What the task requires:
Within the lines below, find those that hold the string "code" and copy each one.
==================================================
//! Property tests for merging per-currency series

use chrono::{Days, NaiveDate};
use nbp_rates::service::combine_series;
use nbp_rates::{Currency, CurrencySeries, Rate};
use proptest::prelude::*;

fn base() -> NaiveDate {
    NaiveDate::from_ymd_opt(2024, 1, 31).unwrap()
}

fn build_series(currency: Currency, offsets: &[u64]) -> CurrencySeries {
    let mut series = CurrencySeries::new(currency);
    for &offset in offsets {
        let date = base().checked_sub_days(Days::new(offset)).unwrap();
        series.insert(date, Rate::new(offset as f64 + 0.25, offset as f64));
    }
    series
}

proptest! {
    #[test]
    fn prop_report_is_bounded_and_strictly_ascending(
        eur in prop::collection::vec(0u64..40, 0..25),
        usd in prop::collection::vec(0u64..40, 0..25),
        days in 1usize..30,
    ) {
        let series = [build_series(Currency::EUR, &eur), build_series(Currency::USD, &usd)];
        let report = combine_series(&series, days);

        prop_assert!(report.len() <= days);
        let dates: Vec<_> = report.dates().collect();
        prop_assert!(dates.windows(2).all(|w| w[0] < w[1]));
    }

    #[test]
    fn prop_entries_match_series(
        eur in prop::collection::vec(0u64..40, 0..25),
        usd in prop::collection::vec(0u64..40, 0..25),
        days in 1usize..30,
    ) {
        let series = [build_series(Currency::EUR, &eur), build_series(Currency::USD, &usd)];
        let report = combine_series(&series, days);

        for day in &report {
            prop_assert!(!day.rates.is_empty());
            for s in &series {
                prop_assert_eq!(day.get(s.currency()), s.get(day.date));
            }
        }
    }

    #[test]
    fn prop_keeps_oldest_dates(
        eur in prop::collection::vec(0u64..40, 0..25),
        days in 1usize..30,
    ) {
        let series = [build_series(Currency::EUR, &eur)];
        let report = combine_series(&series, days);

        let mut all: Vec<_> = series[0].dates().collect();
        all.sort();
        all.truncate(days);
        prop_assert_eq!(report.dates().collect::<Vec<_>>(), all);
    }
}
//! Currencies quoted in the NBP buy/sell table (table C)

use crate::error::{RatesError, Result};
use serde::{Deserialize, Serialize};
use std::fmt;
use std::str::FromStr;

/// Currency code accepted by the rate endpoint
#[derive(Debug, Clone, Copy, PartialEq, Eq, Hash, PartialOrd, Ord, Serialize, Deserialize)]
pub enum Currency {
    /// US Dollar
    USD,
    /// Australian Dollar
    AUD,
    /// Canadian Dollar
    CAD,
    /// Euro
    EUR,
    /// Hungarian Forint
    HUF,
    /// Swiss Franc
    CHF,
    /// British Pound Sterling
    GBP,
    /// Japanese Yen
    JPY,
    /// Czech Koruna
    CZK,
    /// Danish Krone
    DKK,
    /// Norwegian Krone
    NOK,
    /// Swedish Krona
    SEK,
    /// IMF Special Drawing Rights
    XDR,
}

impl Currency {
    /// Currencies reported when nothing else is configured
    pub const DEFAULT_SET: [Currency; 2] = [Currency::EUR, Currency::USD];

    /// Every code the table quotes
    pub const ALL: [Currency; 13] = [
        Currency::USD,
        Currency::AUD,
        Currency::CAD,
        Currency::EUR,
        Currency::HUF,
        Currency::CHF,
        Currency::GBP,
        Currency::JPY,
        Currency::CZK,
        Currency::DKK,
        Currency::NOK,
        Currency::SEK,
        Currency::XDR,
    ];

    /// Parse a currency code, ignoring case
    pub fn parse(code: &str) -> Result<Self> {
        let upper = code.trim().to_uppercase();
        Self::ALL
            .iter()
            .copied()
            .find(|c| c.as_str() == upper)
            .ok_or_else(|| RatesError::UnknownCurrency(code.to_string()))
    }

    /// ISO 4217 code, as used in the request path
    pub fn as_str(&self) -> &'static str {
        match self {
            Currency::USD => "USD",
            Currency::AUD => "AUD",
            Currency::CAD => "CAD",
            Currency::EUR => "EUR",
            Currency::HUF => "HUF",
            Currency::CHF => "CHF",
            Currency::GBP => "GBP",
            Currency::JPY => "JPY",
            Currency::CZK => "CZK",
            Currency::DKK => "DKK",
            Currency::NOK => "NOK",
            Currency::SEK => "SEK",
            Currency::XDR => "XDR",
        }
    }
}

impl FromStr for Currency {
    type Err = RatesError;

    fn from_str(s: &str) -> Result<Self> {
        Self::parse(s)
    }
}

impl fmt::Display for Currency {
    fn fmt(&self, f: &mut fmt::Formatter) -> fmt::Result {
        write!(f, "{}", self.as_str())
    }
}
==================================================
Solution:
/// Currency code accepted by the rate endpoint
    /// Every code the table quotes
    /// Parse a currency code, ignoring case
    pub fn parse(code: &str) -> Result<Self> {
        let upper = code.trim().to_uppercase();
            .ok_or_else(|| RatesError::UnknownCurrency(code.to_string()))
    /// ISO 4217 code, as used in the request path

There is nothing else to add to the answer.